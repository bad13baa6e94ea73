use std::sync::Arc;

use axum::{
    Router, middleware,
    routing::{any, get},
};

use crate::handlers::{Guard, health_handler, metrics_handler, proxy_handler, rate_limit_middleware};
use crate::presets::Preset;
use crate::state::AppState;

// Routes forwarded to the Nervi app, by the preset guarding them.
// Anything else under /api falls through to the general `api` preset.
const GUARDED_ROUTES: [(Preset, &[&str]); 4] = [
    (Preset::Strict, &["/api/account/delete", "/api/account/export"]),
    (Preset::Signup, &["/api/auth/signup"]),
    (
        Preset::PasswordReset,
        &["/api/auth/forgot-password", "/api/auth/reset-password"],
    ),
    (Preset::Api, &["/api/{*path}"]),
];

pub fn app(state: Arc<AppState>) -> Router {
    let mut router = Router::new()
        .route("/health", get(health_handler))
        .route("/metrics", get(metrics_handler));

    for (preset, paths) in GUARDED_ROUTES {
        router = router.merge(guarded(&state, preset, paths));
    }

    router.with_state(state)
}

fn guarded(state: &Arc<AppState>, preset: Preset, paths: &[&str]) -> Router<Arc<AppState>> {
    let guard = Guard::new(Arc::clone(&state.rate_limiter), preset);

    paths
        .iter()
        .fold(Router::new(), |router, path| router.route(path, any(proxy_handler)))
        .route_layer(middleware::from_fn_with_state(guard, rate_limit_middleware))
}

Exercise instructions | Each record is to be given again in full, exactly as it reads.

Answer to this problem |
repository bad13baa6e94ea73
use std::sync::Arc;

use axum::{
    Router, middleware,
    routing::{any, get},
};

use crate::handlers::{Guard, health_handler, metrics_handler, proxy_handler, rate_limit_middleware};
use crate::presets::Preset;
use crate::state::AppState;

// Routes forwarded to the Nervi app, by the preset guarding them.
// Anything else under /api falls through to the general `api` preset.
const GUARDED_ROUTES: [(Preset, &[&str]); 4] = [
    (Preset::Strict, &["/api/account/delete", "/api/account/export"]),
    (Preset::Signup, &["/api/auth/signup"]),
    (
        Preset::PasswordReset,
        &["/api/auth/forgot-password", "/api/auth/reset-password"],
    ),
    (Preset::Api, &["/api/{*path}"]),
];

pub fn app(state: Arc<AppState>) -> Router {
    let mut router = Router::new()
        .route("/health", get(health_handler))
        .route("/metrics", get(metrics_handler));

    for (preset, paths) in GUARDED_ROUTES {
        router = router.merge(guarded(&state, preset, paths));
    }

    router.with_state(state)
}

fn guarded(state: &Arc<AppState>, preset: Preset, paths: &[&str]) -> Router<Arc<AppState>> {
    let guard = Guard::new(Arc::clone(&state.rate_limiter), preset);

    paths
        .iter()
        .fold(Router::new(), |router, path| router.route(path, any(proxy_handler)))
        .route_layer(middleware::from_fn_with_state(guard, rate_limit_middleware))
}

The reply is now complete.